Although a detailed analysis of the impact of a single mutation on the full network of interactions is complex, the local entropy can quantify these effects by comparing the values of S for the wild-type and mutant proteins, as shown in Fig. 5. These variations can be further interpreted by examining the individual sPGs.

As an example, we describe how the A30P mutation induces long-range effects on residues K21, K43, E57, and G73. Since describing each individual sPG would be overly detailed and cumbersome, we summarize the mechanisms underlying these distant mutational effects in Tables S1 and S2.

Table S1 lists the nodes of the most probable sPGs (i.e., with pi > 0.01) for residues A30, E43, V52, A53, T54, and V55 in the wild-type protein.
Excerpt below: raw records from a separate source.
// ============================================================================
// Gated increases
// ============================================================================

#[test]
fn test_increase_without_gate() {
    let mut manager = manager(Duration::ZERO);
    let ocsp = host("ocspvhost.com");
    manager.activate(&ocsp).unwrap();

    let report = manager.update_all().unwrap();

    assert_eq!(report.advanced, vec![ocsp.clone()]);
    assert_eq!(manager.current_max_age(&ocsp).unwrap(), Some(300));

    let record = &manager.store().committed()[&ocsp];
    assert_eq!(record.current_index, 1);
    assert_eq!(record.num_updates, 1);
}

#[test]
fn test_no_increase_before_frequency_elapses() {
    let mut manager = manager(TWO_DAYS);
    let ocsp = host("ocspvhost.com");
    manager.activate(&ocsp).unwrap();
    let commits = manager.store().commits;

    let report = manager.update_all().unwrap();

    assert_eq!(report.gated, vec![ocsp.clone()]);
    assert!(report.advanced.is_empty());
    assert_eq!(manager.current_max_age(&ocsp).unwrap(), Some(60));
    assert_eq!(manager.store().commits, commits);

    // Exactly one frequency later the gate opens
    manager.clock().advance(TWO_DAYS);
    assert_eq!(
        manager.advance(&ocsp).unwrap(),
        AdvanceOutcome::Advanced {
            index: 1,
            max_age: 300
        }
    );
}

#[test]
fn test_missing_header_fails_update() {
    let mut manager = manager(Duration::ZERO);
    let ocsp = host("ocspvhost.com");
    manager.activate(&ocsp).unwrap();

    let path = manager.tree().resolve_host(&ocsp).unwrap();
    let headers = header::hsts_headers(manager.tree(), &path).unwrap();
    manager.tree_mut().remove(&headers[0]).unwrap();
    let puts = manager.store().puts;

    let err = manager.update_all().unwrap_err();

    assert!(matches!(err, HstsError::MissingDirective { .. }));
    assert!(err.to_string().starts_with("AutoHSTS:"));
    assert_eq!(manager.store().puts, puts);
    assert_eq!(manager.store().committed()[&ocsp].current_index, 0);
}

#[test]
fn test_failed_commit_drops_staged_progress() {
    let mut manager = manager(Duration::ZERO);
    let ocsp = host("ocspvhost.com");
    manager.activate(&ocsp).unwrap();

    manager.store().fail_next_commit();
    let err = manager.update_all().unwrap_err();
    assert!(matches!(err, HstsError::Store(_)));

    // The staged index 1 must not leak into a later commit
    let records = manager.store().fetch_all().unwrap();
    assert_eq!(records[&ocsp].current_index, 0);
    assert_eq!(records[&ocsp].num_updates, 0);
    assert_eq!(manager.store().reloads, 1);

    let report = manager.update_all().unwrap();
    assert_eq!(report.advanced, vec![ocsp.clone()]);
    assert_eq!(manager.current_max_age(&ocsp).unwrap(), Some(300));
    assert_eq!(manager.store().committed()[&ocsp].current_index, 1);
}

#[test]
fn test_increase_and_make_permanent() {
    let mut manager = manager(Duration::ZERO);
    let ocsp = host("ocspvhost.com");
    let steps = manager.schedule().steps().to_vec();
    manager.activate(&ocsp).unwrap();

    for i in 0..steps.len() - 1 {
        // Renewals before the last step leave the value alone
        let report = manager.deploy(&lineage()).unwrap();
        assert_eq!(report.not_due, vec![ocsp.clone()]);

        manager.update_all().unwrap();
        assert_eq!(manager.current_max_age(&ocsp).unwrap(), Some(steps[i + 1]));
    }

    // Further cycles wait for the renewal
    let report = manager.update_all().unwrap();
    assert_eq!(report.at_final_step, vec![ocsp.clone()]);

    let report = manager.deploy(&lineage()).unwrap();
    assert_eq!(report.promoted, vec![ocsp.clone()]);
    assert_eq!(manager.current_max_age(&ocsp).unwrap(), Some(31_536_000));
    assert!(manager.store().committed().is_empty());

    // Untracked from now on
    assert!(manager.update_all().unwrap().is_empty());
    assert_eq!(manager.current_max_age(&ocsp).unwrap(), Some(31_536_000));
}

#[test]
fn test_two_step_schedule_end_to_end() {
    let schedule = StepSchedule::new(vec![600, 7200], 86_400 * 365).unwrap();
    let mut manager = manager_with(schedule, TWO_DAYS, RecordingStore::default());
    let ocsp = host("ocspvhost.com");

    manager.activate(&ocsp).unwrap();
    assert_eq!(manager.current_max_age(&ocsp).unwrap(), Some(600));

    manager.clock().advance(TWO_DAYS);
    assert_eq!(
        manager.advance(&ocsp).unwrap(),
        AdvanceOutcome::Advanced {
            index: 1,
            max_age: 7200
        }
    );

    manager.clock().advance(TWO_DAYS);
    let puts = manager.store().puts;
    assert_eq!(manager.advance(&ocsp).unwrap(), AdvanceOutcome::AtFinalStep);
    assert_eq!(manager.current_max_age(&ocsp).unwrap(), Some(7200));

    // The last step neither moves the index nor counts as an update
    let record = &manager.store().committed()[&ocsp];
    assert_eq!(record.current_index, 1);
    assert_eq!(record.num_updates, 1);
    assert_eq!(manager.store().puts, puts);

    assert_eq!(
        manager.promote_if_due(&ocsp, &lineage()).unwrap(),
        PromoteOutcome::Promoted {
            max_age: 86_400 * 365
        }
    );
    assert_eq!(manager.store().deletes, 1);
    assert_eq!(manager.advance(&ocsp).unwrap(), AdvanceOutcome::Untracked);
}

#[test]
fn test_include_subdomains_is_preserved() {
    let store = RecordingStore::with_records([fresh_record("subdomains.example")]);
    let mut manager = manager_with(StepSchedule::default(), Duration::ZERO, store);
    let subdomains = host("subdomains.example");

    manager.update_all().unwrap();

    let path = manager.tree().resolve_host(&subdomains).unwrap();
    let headers = header::hsts_headers(manager.tree(), &path).unwrap();
    let value = manager.tree().get(&headers[0].next_arg()).unwrap();
    assert_eq!(value.as_deref(), Some("max-age=300; includeSubDomains"));
}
Table S2 contains the corresponding nodes for residues P30 and E43 in the A30P mutant.

In the wild-type protein, three regions—namely A19–K23, E28–E35, and V52–V55—are involved in the sPGs of A30, showing high diversity with 15 graphs having pi > 0.01 (Table S1). In the mutant, two of these regions, A19–K21 and E28–K32, are still present in the sPGs of residue 30 (Table S2). The first has a slightly lower probability, explaining the increase of S around K21 in the mutant. The second exhibits much greater stability, with a probability an order of magnitude higher, accounting for the substantial decrease of S around P30.

Additionally, two new regions, M1–V3 and T64–V66, interact with residue 30 in the mutant, while one region, V52–V55, is no longer part of its micro-environment (Table S2). This loss explains the long-range effects on residues E57 and G73, since in the wild-type, residues A53–V55 interact with E57 and G73 (Table S1). Moreover, A30 was indirectly connected to region T64–V66, which is involved in the sPGs of the now-missing residues V52–V55 in the mutant. The substitution of A30 with P30 shifts the segment V62–V66 from being connected to residue 30 at a graph distance D = 2 in the wild-type protein to a distance D = 1 in the mutant. This reorganization impacts the local entropy.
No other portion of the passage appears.